Sem margem para dúvidas, um dos objetos mais curiosos, pela sua bizarra premissa, de todo o Festival de Cannes em 2023, foi “Vincent doit mourir” (Vincent tem de Morrer), tragicomédia que descamba em thriller de horror, inserida na Semana da Crítica como sessão especial.

Assinado por Stéphan Castang, no filme seguimos Vincent, alguém tão comum, banal e invisível na sociedade que por mais que pensemos não entendemos porque todos o querem matar. Incorporado por um Karim Leklou nos pícaros da excelência na atuação, num misto de figura bruta que transparece sempre uma fragilidade, um lado ferido, Vincent começa por ter problemas no seu escritório, tudo à conta de um estagiário que, num ato profundamente irracional. o tenta matar logo no início do filme. Se o problema fosse só esse rapaz, nem tudo era mau, o teletrabalho resolvia, mas progressivamente este homem de olhos esbugalhados e frequentemente queixo caído vai perceber que existem múltiplas pessoas que o querem morto, momentos depois dele estabelecer contacto visual com elas. O mundo está louco e Vincent deve morrer.

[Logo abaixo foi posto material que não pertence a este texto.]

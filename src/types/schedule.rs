//! Schedule types

use chrono::{NaiveDate, NaiveDateTime, NaiveTime};
use serde::{Deserialize, Serialize};
use uuid::Uuid;

use super::{RouteRequest, Stop};

/// A point in time on the itinerary.
#[derive(Debug, Clone, PartialEq, Eq, Serialize, Deserialize)]
#[serde(rename_all = "camelCase")]
pub struct ScheduleTime {
    pub at: NaiveDateTime,
    /// Midnights crossed since the plan's start date
    pub day_offset: i64,
    /// 12-hour clock text, suffixed with "(+Nd)" when `day_offset >= 1`
    pub display: String,
}

/// One visit on the derived itinerary.
#[derive(Debug, Clone, PartialEq, Serialize, Deserialize)]
#[serde(rename_all = "camelCase")]
pub struct ScheduledStop {
    /// Position in the itinerary (1-based)
    pub order: usize,
    pub stop: Stop,
    pub arrival: ScheduleTime,
    pub departure: ScheduleTime,
    /// Incoming travel, zero for the first stop
    pub travel_duration_seconds: u64,
    pub travel_time: String,
    pub travel_distance_meters: u64,
    pub travel_distance: String,
    pub is_first: bool,
}

/// The time-stamped itinerary for one stop ordering.
#[derive(Debug, Clone, PartialEq, Serialize, Deserialize)]
#[serde(rename_all = "camelCase")]
pub struct Schedule {
    pub route_details: Vec<ScheduledStop>,
    pub total_stops: usize,
    /// Sum of incoming leg durations
    pub total_travel_seconds: u64,
    pub total_travel_time: String,
    /// Travel plus every visit
    pub estimated_total_seconds: u64,
    pub estimated_total_time: String,
    /// Route-level distance as reported by the directions provider
    pub total_distance_meters: u64,
    pub estimated_distance: String,
    pub mileage_cost: String,
    /// Elapsed time expressed in days/hours/minutes
    pub visit_days: String,
    /// Route geometry as [lng, lat] pairs, empty if not available
    #[serde(default)]
    pub geometry: Vec<[f64; 2]>,
}

impl Schedule {
    /// Stop identifiers in itinerary order.
    pub fn stop_ids(&self) -> Vec<Uuid> {
        self.route_details.iter().map(|s| s.stop.id).collect()
    }
}

/// Which ordering a schedule was derived from.
#[derive(Debug, Clone, Copy, PartialEq, Eq, Serialize, Deserialize)]
#[serde(rename_all = "snake_case")]
pub enum ScheduleChoice {
    Original,
    Optimized,
}

impl ScheduleChoice {
    pub const fn as_str(self) -> &'static str {
        match self {
            ScheduleChoice::Original => "original",
            ScheduleChoice::Optimized => "optimized",
        }
    }
}

/// Both schedules for a request plus the one with the lower total time.
#[derive(Debug, Clone, PartialEq, Serialize, Deserialize)]
#[serde(rename_all = "camelCase")]
pub struct RouteEvaluation {
    pub original: Schedule,
    pub optimized: Schedule,
    pub best: Schedule,
    pub best_choice: ScheduleChoice,
}

impl RouteEvaluation {
    pub fn schedule(&self, choice: ScheduleChoice) -> &Schedule {
        match choice {
            ScheduleChoice::Original => &self.original,
            ScheduleChoice::Optimized => &self.optimized,
        }
    }
}

/// Plain value handed to persistence once the user accepts a schedule.
#[derive(Debug, Clone, Serialize, Deserialize)]
#[serde(rename_all = "camelCase")]
pub struct SavedRoutePlan {
    pub id: Uuid,
    pub date: NaiveDate,
    pub start_time: NaiveTime,
    pub visit_duration: String,
    /// Stops in the order the schedule visits them
    pub stops: Vec<Stop>,
    pub choice: ScheduleChoice,
    pub schedule: Schedule,
}

impl SavedRoutePlan {
    pub fn from_evaluation(
        request: &RouteRequest,
        evaluation: &RouteEvaluation,
        choice: ScheduleChoice,
    ) -> Self {
        let schedule = evaluation.schedule(choice).clone();
        Self {
            id: Uuid::new_v4(),
            date: request.date,
            start_time: request.start_time,
            visit_duration: request.visit_duration.clone(),
            stops: schedule.route_details.iter().map(|s| s.stop.clone()).collect(),
            choice,
            schedule,
        }
    }
}
//! Type definitions

pub mod route;
pub mod schedule;
pub mod stop;

pub use route::*;
pub use schedule::*;
pub use stop::*;
//! The VFS adapter: the surface the mount host drives.
//!
//! A thin translation of the host's callbacks onto the folder tree and
//! the handle table. The host guarantees `getattr` precedes most other
//! calls for the same path, so mutations here do not re-check existence;
//! `getattr` is also where the single opportunistic catalog update
//! happens. Errors map to errno through [`crate::error::ToErrno`].

use crate::attr::{EntryKind, FileStat};
use crate::config::MountConfig;
use crate::error::{VfsError, VfsResult};
use crate::handles::{HandleRole, HandleTable, OpenHandle};
use crate::remote::RemoteClient;
use crate::tree::FolderTree;
use std::path::PathBuf;
use std::sync::Arc;
use tracing::{debug, error, info, warn};

/// Adapter between the mount host's VFS callbacks and the projection.
pub struct VfsAdapter {
    tree: Arc<FolderTree>,
    handles: HandleTable,
    cache_file: PathBuf,
}

impl VfsAdapter {
    /// Builds the projection: constructs the tree, then loads the dir
    /// cache or bootstraps from the remote.
    pub fn new(remote: Arc<dyn RemoteClient>, config: &MountConfig) -> VfsResult<Self> {
        let tree = Arc::new(FolderTree::new(remote, config)?);
        tree.load_or_bootstrap(&config.cache_file)?;
        info!(cache_file = %config.cache_file.display(), "projection ready");
        Ok(Self {
            tree,
            handles: HandleTable::new(),
            cache_file: config.cache_file.clone(),
        })
    }

    /// The underlying folder tree.
    pub fn tree(&self) -> &Arc<FolderTree> {
        &self.tree
    }

    /// Number of currently open handles.
    pub fn open_handle_count(&self) -> usize {
        self.handles.len()
    }

    /// Fills a stat record for `path`.
    ///
    /// This is the one place that triggers a non-forced catalog update;
    /// an update failure is logged and the lookup proceeds against the
    /// cached catalog. A path that exists only as a staged create gets a
    /// synthetic 0-byte record owned by the effective uid/gid.
    pub fn getattr(&self, path: &str) -> VfsResult<FileStat> {
        if let Err(e) = self.tree.update(false) {
            warn!(error = %e, "opportunistic update failed");
        }
        match self.tree.getattr(path) {
            Err(VfsError::NotFound(_)) if self.tree.is_writable_open(path) => Ok(
                FileStat::staged_placeholder(self.tree.uid(), self.tree.gid()),
            ),
            other => other,
        }
    }

    /// Emits the entries of the directory at `path`.
    pub fn readdir(
        &self,
        path: &str,
        mut emit: impl FnMut(&str, EntryKind),
    ) -> VfsResult<()> {
        for entry in self.tree.readdir(path)? {
            emit(&entry.name, entry.kind);
        }
        Ok(())
    }

    /// Creates a folder. The mode is ignored; the projection reports
    /// fixed permissions.
    pub fn mkdir(&self, path: &str, _mode: u32) -> VfsResult<()> {
        self.tree.mkdir(path)
    }

    /// Removes a folder. The host has already confirmed existence and
    /// emptiness via `getattr`/`readdir`.
    pub fn rmdir(&self, path: &str) -> VfsResult<()> {
        self.tree.rmdir(path)
    }

    /// Removes a file.
    pub fn unlink(&self, path: &str) -> VfsResult<()> {
        self.tree.unlink(path)
    }

    /// Opens an existing file and returns an opaque handle token.
    ///
    /// Read-only opens stack; a writable open requires the path to be
    /// otherwise closed. The first handle on a path fetches the current
    /// remote content into staging; later handles share that copy, so an
    /// open file stays at the revision captured when it was first opened.
    pub fn open(&self, path: &str, flags: i32) -> VfsResult<u64> {
        let readonly = flags & libc::O_ACCMODE == libc::O_RDONLY;
        let may_refresh = self.tree.begin_open(path, readonly)?;
        let file = match self.tree.open_file(path, may_refresh) {
            Ok(file) => file,
            Err(e) => {
                // roll the census entry back; the open never happened
                self.tree.note_release(path, readonly);
                return Err(e);
            }
        };
        let role = if readonly {
            HandleRole::ReadOnly
        } else {
            HandleRole::WritableExisting
        };
        let fh = self
            .handles
            .insert(OpenHandle::new(file, path.to_string(), role));
        debug!(path = %path, fh, readonly, "opened");
        Ok(fh)
    }

    /// Creates a local-only file and returns an opaque handle token. The
    /// file reaches the remote when the handle is released.
    pub fn create(&self, path: &str, _mode: u32) -> VfsResult<u64> {
        let file = self.tree.begin_create(path)?;
        let fh = self
            .handles
            .insert(OpenHandle::new(file, path.to_string(), HandleRole::LocalNew));
        debug!(path = %path, fh, "created staged file");
        Ok(fh)
    }

    /// Reads from an open handle at the given offset.
    pub fn read(&self, fh: u64, buf: &mut [u8], offset: u64) -> VfsResult<usize> {
        self.handles.read_at(fh, buf, offset)
    }

    /// Writes to an open handle at the given offset.
    pub fn write(&self, fh: u64, buf: &[u8], offset: u64) -> VfsResult<usize> {
        self.handles.write_at(fh, buf, offset)
    }

    /// Releases a handle.
    ///
    /// Read-only handles just close. A writable handle over an existing
    /// file uploads a patch when the content changed; a staged create
    /// performs its initial upload. The census entry, the staged copy,
    /// and the handle are freed on every path, success or not — the host
    /// discards the return value, and a failed upload must not leave the
    /// path locked.
    pub fn release(&self, fh: u64) -> VfsResult<()> {
        let handle = self.handles.remove(fh).ok_or(VfsError::InvalidHandle(fh))?;
        let path = handle.path().to_string();
        let role = handle.role();

        let outcome = match role {
            HandleRole::ReadOnly => Ok(()),
            HandleRole::WritableExisting => self.tree.upload_patch(&path),
            HandleRole::LocalNew => self.tree.upload_new(&path),
        };
        self.tree.note_release(&path, role.is_readonly());
        drop(handle); // closes the staged descriptor

        match outcome {
            Ok(()) => {
                if role != HandleRole::ReadOnly {
                    if let Err(e) = self.tree.update(true) {
                        warn!(path = %path, error = %e, "post-release update failed");
                    }
                }
                debug!(path = %path, fh, "released");
                Ok(())
            }
            Err(e) => {
                error!(path = %path, error = %e, "upload on release failed, staged content discarded");
                Err(VfsError::AccessDenied(format!(
                    "failed to store {path} on the remote"
                )))
            }
        }
    }

    /// Shutdown path: persists the catalog to the dir cache. Failures
    /// are logged and do not block the unmount.
    pub fn destroy(&self) {
        debug!(path = %self.cache_file.display(), "storing dir cache");
        match std::fs::File::create(&self.cache_file) {
            Ok(mut file) => {
                if let Err(e) = self.tree.store_cache(&mut file) {
                    error!(error = %e, "failed to store dir cache");
                }
            }
            Err(e) => {
                error!(error = %e, path = %self.cache_file.display(), "cannot open dir cache for writing");
            }
        }
    }
}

O primeiro terço de “Vincent doit mourir” é avassalador na adrenalina, deixando o espectador numa corrida louca a uma eventual explicação do que estamos a assistir (que nunca realmente chegam), mas igualmente pela sua vertente de comédia negra, nunca explícita mas derivada da estupefação deste designer gráfico perseguido e espancado sem fazer a mínima ideia porquê. Aos poucos, com Vincent ao nosso lado, percebemos que ele não é caso único no planeta, partindo-se assim para uma outra frase, onde se abranda o ritmo e dá-se mais espaço para aprofundar nas personagens e análises das situações, sem nunca adormecer o espectador.

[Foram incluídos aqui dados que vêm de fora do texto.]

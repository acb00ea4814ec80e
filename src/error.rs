//! Error handling and mapping for the VFS surface.
//!
//! This module defines the error taxonomy of the projection core and the
//! conversion to POSIX errno values that the mount host returns to the
//! kernel. Remote transport failures are deliberately not retried here;
//! they surface as [`VfsError::Transient`] (`EAGAIN`) and the host or the
//! user retries.

use std::io;
use thiserror::Error;

/// Errors produced by catalog, handle, and adapter operations.
#[derive(Debug, Error)]
pub enum VfsError {
    /// The path or key does not resolve. Distinct from an I/O failure.
    #[error("no such entry: {0}")]
    NotFound(String),

    /// Exclusion rule violated, remote ACL refusal, or upload rejection.
    #[error("access denied: {0}")]
    AccessDenied(String),

    /// Retriable remote failure (network, throttling). The catalog stays
    /// at the last successfully applied revision.
    #[error("remote temporarily unavailable: {0}")]
    Transient(String),

    /// An internal invariant does not hold or a stored image is broken.
    #[error("corrupt state: {0}")]
    CorruptIo(String),

    /// Malformed path, key of the wrong length, or similar caller error.
    #[error("invalid argument: {0}")]
    InvalidArg(String),

    /// A name component exceeds the remote's 255-byte limit.
    #[error("name too long: {0}")]
    NameTooLong(String),

    /// Unknown open-handle token.
    #[error("invalid file handle: {0}")]
    InvalidHandle(u64),

    /// Local I/O error (staging files, cache file).
    #[error("I/O error: {0}")]
    Io(#[from] io::Error),
}

impl VfsError {
    /// Converts this error to a libc errno value for the mount host.
    pub fn to_errno(&self) -> i32 {
        match self {
            VfsError::NotFound(_) => libc::ENOENT,
            VfsError::AccessDenied(_) => libc::EACCES,
            VfsError::Transient(_) => libc::EAGAIN,
            VfsError::CorruptIo(_) => libc::EIO,
            VfsError::InvalidArg(_) => libc::EINVAL,
            VfsError::NameTooLong(_) => libc::ENAMETOOLONG,
            VfsError::InvalidHandle(_) => libc::EBADF,
            VfsError::Io(e) => io_error_to_errno(e),
        }
    }
}

/// Converts an I/O error to a libc errno value, defaulting to `EIO` when
/// the error carries no raw OS code.
pub fn io_error_to_errno(e: &io::Error) -> i32 {
    e.raw_os_error().unwrap_or(libc::EIO)
}

/// Result type for VFS operations.
pub type VfsResult<T> = Result<T, VfsError>;

/// Extension trait to convert errors to errno.
pub trait ToErrno {
    /// Converts this error to a libc errno value.
    fn to_errno(&self) -> i32;
}

impl ToErrno for VfsError {
    fn to_errno(&self) -> i32 {
        VfsError::to_errno(self)
    }
}

impl ToErrno for io::Error {
    fn to_errno(&self) -> i32 {
        io_error_to_errno(self)
    }
}
//! Mountable POSIX projection of a remote cloud storage account.
//!
//! This crate implements the user-space core behind a FUSE-style mount:
//! a cached folder/file catalog kept in sync with the remote's change
//! journal, staged local copies for open files, and the path-based VFS
//! surface the mount host drives.
//!
//! # Architecture
//!
//! - [`FolderTree`] owns the catalog, the open-path census, and the
//!   staging bookkeeping behind a single mutex; network calls are made
//!   with the mutex dropped.
//! - [`VfsAdapter`] translates the host's VFS callbacks into tree and
//!   handle operations and maps errors to errno values.
//! - [`remote::RemoteClient`] is the contract the HTTP transport
//!   implements; the transport itself lives outside this crate, as does
//!   the kernel bridge that delivers the callbacks.
//!
//! # Usage
//!
//! ```ignore
//! use cirrusfs::{MountConfig, VfsAdapter};
//!
//! let config = MountConfig::new("/var/cache/cirrusfs/staging", "/var/cache/cirrusfs/dircache");
//! let fs = VfsAdapter::new(remote, &config)?;
//! // hand `fs` to the mount host; call fs.destroy() on unmount
//! ```

pub mod attr;
pub mod catalog;
pub mod census;
pub mod config;
pub mod error;
pub mod handles;
pub mod persist;
pub mod remote;
pub mod tree;
pub mod vfs;

pub use attr::{DirEntry, EntryKind, FileStat};
pub use catalog::{Catalog, FileRecord, FolderRecord};
pub use census::OpenCensus;
pub use config::MountConfig;
pub use error::{ToErrno, VfsError, VfsResult};
pub use handles::{HandleRole, HandleTable, OpenHandle};
pub use persist::{CacheError, CacheImage};
pub use remote::{
    ChangeJournal, ChangeRecord, FileKey, FolderKey, RemoteClient, RemoteError, UploadKey,
    UploadPoll, UPLOAD_STATUS_DONE,
};
pub use tree::FolderTree;
pub use vfs::VfsAdapter;
//! Mount configuration.
//!
//! Tuning knobs for the projection: where staged files and the dir cache
//! live, how often the catalog opportunistically refreshes, and how fast
//! upload completion is polled.

use std::path::PathBuf;
use std::time::Duration;

/// Default debounce interval for opportunistic catalog updates.
pub const DEFAULT_UPDATE_DEBOUNCE: Duration = Duration::from_secs(2);

/// Default interval between upload-completion polls.
///
/// The remote reports upload state asynchronously; ~1 Hz polling is what
/// the service expects from clients.
pub const DEFAULT_UPLOAD_POLL_INTERVAL: Duration = Duration::from_secs(1);

/// Configuration for a mounted projection.
#[derive(Debug, Clone)]
pub struct MountConfig {
    /// Directory where staged files are created (and immediately
    /// unlinked). Must exist and be writable at startup.
    pub staging_dir: PathBuf,

    /// Path of the dir-cache file the catalog is persisted to on unmount
    /// and loaded from at startup.
    pub cache_file: PathBuf,

    /// Minimum interval between non-forced catalog updates. Staleness
    /// between updates is bounded by this value.
    pub update_debounce: Duration,

    /// Interval between polls of an in-flight upload.
    pub upload_poll_interval: Duration,
}

impl MountConfig {
    /// Creates a configuration with default intervals.
    pub fn new(staging_dir: impl Into<PathBuf>, cache_file: impl Into<PathBuf>) -> Self {
        Self {
            staging_dir: staging_dir.into(),
            cache_file: cache_file.into(),
            update_debounce: DEFAULT_UPDATE_DEBOUNCE,
            upload_poll_interval: DEFAULT_UPLOAD_POLL_INTERVAL,
        }
    }

    /// Sets the debounce interval for non-forced updates.
    #[must_use]
    pub fn update_debounce(mut self, interval: Duration) -> Self {
        self.update_debounce = interval;
        self
    }

    /// Sets the upload polling interval.
    #[must_use]
    pub fn upload_poll_interval(mut self, interval: Duration) -> Self {
        self.upload_poll_interval = interval;
        self
    }
}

Em entrevista, Castang disse-nos que escreveu tudo antes do Covid-19 chegar, mas é impossível não pensar nos tempos irracionais de pandemia. E não pensar como qualquer tipo de alegoria, mas como elemento transformador para uma ou outra situação do filme, bem como para a escrita da personagem solitária de Vincent.. 

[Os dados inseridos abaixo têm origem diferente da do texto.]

//! Contract with the remote object store.
//!
//! The HTTP transport and its authentication live outside this crate; the
//! projection core consumes the service through [`RemoteClient`]. Keys,
//! change-journal records, and upload polling types are defined here so
//! both sides agree on the wire-adjacent shapes.

use crate::error::{VfsError, VfsResult};
use serde::{Deserialize, Serialize};
use std::fmt;
use std::fs::File;
use thiserror::Error;

/// Terminal success status reported by [`RemoteClient::upload_poll`].
pub const UPLOAD_STATUS_DONE: i32 = 99;

/// Alias accepted in parent-key position that designates the account root.
pub const ROOT_ALIAS: &str = "myfiles";

/// Sentinel key of the local root folder record.
const ROOT_SENTINEL: &str = "root";

/// Maximum length of a folder or file name on the remote.
pub const MAX_NAME_LEN: usize = 255;

/// Opaque identifier of a folder in the remote store.
///
/// Either an 11-character remote ID or the local sentinel `"root"`.
#[derive(Debug, Clone, PartialEq, Eq, Hash, Serialize, Deserialize)]
#[serde(transparent)]
pub struct FolderKey(String);

impl FolderKey {
    /// The sentinel key of the account root.
    pub fn root() -> Self {
        Self(ROOT_SENTINEL.to_string())
    }

    /// Parses a folder key, validating its length.
    pub fn parse(key: &str) -> VfsResult<Self> {
        if key == ROOT_SENTINEL {
            return Ok(Self::root());
        }
        if key.len() != 11 {
            return Err(VfsError::InvalidArg(format!(
                "folder key must be 11 characters: {key:?}"
            )));
        }
        Ok(Self(key.to_string()))
    }

    /// Returns the key as a string slice.
    pub fn as_str(&self) -> &str {
        &self.0
    }

    /// Returns true if this is the root sentinel.
    pub fn is_root(&self) -> bool {
        self.0 == ROOT_SENTINEL
    }
}

impl fmt::Display for FolderKey {
    fn fmt(&self, f: &mut fmt::Formatter<'_>) -> fmt::Result {
        f.write_str(&self.0)
    }
}

/// Opaque identifier of a file in the remote store (11 or 15 characters).
#[derive(Debug, Clone, PartialEq, Eq, Hash, Serialize, Deserialize)]
#[serde(transparent)]
pub struct FileKey(String);

impl FileKey {
    /// Parses a file key, validating its length.
    pub fn parse(key: &str) -> VfsResult<Self> {
        if key.len() != 11 && key.len() != 15 {
            return Err(VfsError::InvalidArg(format!(
                "file key must be 11 or 15 characters: {key:?}"
            )));
        }
        Ok(Self(key.to_string()))
    }

    /// Returns the key as a string slice.
    pub fn as_str(&self) -> &str {
        &self.0
    }
}

impl fmt::Display for FileKey {
    fn fmt(&self, f: &mut fmt::Formatter<'_>) -> fmt::Result {
        f.write_str(&self.0)
    }
}

/// Normalizes a parent-key argument as accepted by the remote API.
///
/// `None` and the `"myfiles"` alias both designate the account root;
/// anything else must be a valid folder key.
pub fn normalize_parent(parent: Option<&str>) -> VfsResult<Option<FolderKey>> {
    match parent {
        None => Ok(None),
        Some(ROOT_ALIAS) => Ok(None),
        Some(key) => FolderKey::parse(key).map(|k| if k.is_root() { None } else { Some(k) }),
    }
}

/// Validates a single name component against the remote's limits.
pub fn validate_name(name: &str) -> VfsResult<()> {
    if name.is_empty() || name.contains('/') {
        return Err(VfsError::InvalidArg(format!("bad name component: {name:?}")));
    }
    if name.len() > MAX_NAME_LEN {
        return Err(VfsError::NameTooLong(name.to_string()));
    }
    Ok(())
}

/// Errors reported by the remote transport.
#[derive(Debug, Error)]
pub enum RemoteError {
    /// Network-level failure; retriable.
    #[error("transport failure: {0}")]
    Transport(String),

    /// The remote refused the request (ACL, quota, rejected upload).
    #[error("remote refused the request: {0}")]
    Denied(String),

    /// The remote answered with something the client cannot interpret.
    #[error("malformed remote response: {0}")]
    Protocol(String),
}

impl From<RemoteError> for VfsError {
    fn from(e: RemoteError) -> Self {
        match e {
            RemoteError::Transport(msg) => VfsError::Transient(msg),
            RemoteError::Denied(msg) => VfsError::AccessDenied(msg),
            RemoteError::Protocol(msg) => VfsError::CorruptIo(msg),
        }
    }
}

/// Folder metadata as reported by the remote.
#[derive(Debug, Clone)]
pub struct RemoteFolder {
    /// Folder key.
    pub key: FolderKey,
    /// Folder name.
    pub name: String,
    /// Parent folder key; `None` means the account root.
    pub parent: Option<FolderKey>,
    /// Revision at which this metadata was produced.
    pub revision: u64,
    /// Creation time, seconds since the epoch.
    pub created: i64,
}

/// File metadata as reported by the remote.
#[derive(Debug, Clone)]
pub struct RemoteFile {
    /// File key.
    pub key: FileKey,
    /// File name.
    pub name: String,
    /// Parent folder key; `None` means the account root.
    pub parent: Option<FolderKey>,
    /// Content hash, lowercase hex. SHA-256 (64 chars) for current
    /// uploads, MD5 (32 chars) for legacy entries.
    pub hash: String,
    /// Size in bytes.
    pub size: u64,
    /// Modification time, seconds since the epoch.
    pub mtime: i64,
    /// Revision at which this metadata was produced.
    pub revision: u64,
}

/// File metadata plus the short-lived download URL.
#[derive(Debug, Clone)]
pub struct RemoteFileInfo {
    /// The file metadata.
    pub file: RemoteFile,
    /// Direct-link URL for downloading the file's bytes.
    pub direct_link: String,
}

/// One change in the device journal.
#[derive(Debug, Clone)]
pub enum Change {
    /// A folder was created, moved, renamed, or otherwise updated.
    /// The payload carries the post-change metadata.
    Folder(RemoteFolder),
    /// A folder was deleted.
    FolderDeleted(FolderKey),
    /// A file was created, moved, renamed, or its content replaced.
    File(RemoteFile),
    /// A file was deleted.
    FileDeleted(FileKey),
}

/// A journal record: a change stamped with the device revision that
/// produced it.
#[derive(Debug, Clone)]
pub struct ChangeRecord {
    /// Device revision of this change.
    pub revision: u64,
    /// The change itself.
    pub change: Change,
}

/// The ordered journal returned by [`RemoteClient::device_changes`].
#[derive(Debug, Clone, Default)]
pub struct ChangeJournal {
    /// Device revision after the last record.
    pub device_revision: u64,
    /// True when the journal cannot be replayed incrementally (revision
    /// counter wrap or epoch change) and the catalog must be refetched
    /// wholesale.
    pub reset: bool,
    /// The records, in journal order.
    pub records: Vec<ChangeRecord>,
}

/// Handle returned by an upload initiation, used to poll for completion.
#[derive(Debug, Clone, PartialEq, Eq, Hash)]
pub struct UploadKey(pub String);

impl fmt::Display for UploadKey {
    fn fmt(&self, f: &mut fmt::Formatter<'_>) -> fmt::Result {
        f.write_str(&self.0)
    }
}

/// One answer from [`RemoteClient::upload_poll`].
#[derive(Debug, Clone, Copy)]
pub struct UploadPoll {
    /// Upload state; [`UPLOAD_STATUS_DONE`] is terminal success.
    pub status: i32,
    /// Nonzero when the remote rejected the upload for good.
    pub file_error: i32,
}

impl UploadPoll {
    /// Returns true if the upload reached terminal success.
    pub fn is_done(&self) -> bool {
        self.status == UPLOAD_STATUS_DONE
    }

    /// Returns true if the upload failed non-recoverably.
    pub fn is_failed(&self) -> bool {
        self.file_error != 0
    }
}

/// The calls the projection core makes against the remote store.
///
/// Uploads read their source descriptor from offset 0; implementations
/// may seek it. `parent` arguments use `None` for the account root.
pub trait RemoteClient: Send + Sync {
    /// Identity of the authenticated account, recorded in the dir cache
    /// and checked when the cache is loaded.
    fn account_id(&self) -> String;

    /// Current device revision of the account's namespace.
    fn device_status(&self) -> Result<u64, RemoteError>;

    /// Ordered change records since (exclusive) the given revision.
    fn device_changes(&self, since_revision: u64) -> Result<ChangeJournal, RemoteError>;

    /// Immediate children of a folder, for bootstrap and refresh.
    fn folder_get_content(
        &self,
        key: Option<&FolderKey>,
    ) -> Result<(Vec<RemoteFolder>, Vec<RemoteFile>), RemoteError>;

    /// File metadata including the direct-link URL.
    fn file_get_info(&self, key: &FileKey) -> Result<RemoteFileInfo, RemoteError>;

    /// Creates a folder under the given parent.
    fn folder_create(&self, parent: Option<&FolderKey>, name: &str) -> Result<(), RemoteError>;

    /// Deletes a folder.
    fn folder_delete(&self, key: &FolderKey) -> Result<(), RemoteError>;

    /// Deletes a file.
    fn file_delete(&self, key: &FileKey) -> Result<(), RemoteError>;

    /// Downloads the bytes behind a direct-link URL into the descriptor.
    /// Returns the number of bytes written.
    fn download(&self, url: &str, dst: &mut File) -> Result<u64, RemoteError>;

    /// Starts an upload of a new file under the given parent.
    fn upload_simple(
        &self,
        parent: Option<&FolderKey>,
        src: &mut File,
        name: &str,
    ) -> Result<UploadKey, RemoteError>;

    /// Starts an upload replacing the content of an existing file.
    fn upload_patch(&self, key: &FileKey, src: &mut File) -> Result<UploadKey, RemoteError>;

    /// Polls the state of an in-flight upload.
    fn upload_poll(&self, key: &UploadKey) -> Result<UploadPoll, RemoteError>;
}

Com toques do cinema de Hitchcock e de Romero, o realizador tem o dom de conseguir escondet o jogo como se estivéssemos na caça a um tesouro, facultando – nos entretantos – algumas considerações e meditações sobre a condição humana, e como de repente somos capazes de odiar de morte alguém que nem sequer conhecemos. 

Nunca caindo na tentação de entrar na via de pseudoexplicações científicas, o cineasta francês entrega assim um filme deliciosamente macabro, que tem ainda a coragem de pôr em cena a hipótese de romance, quando coloca Margaux (Vimala Pons) na rota de um Vincent em fuga.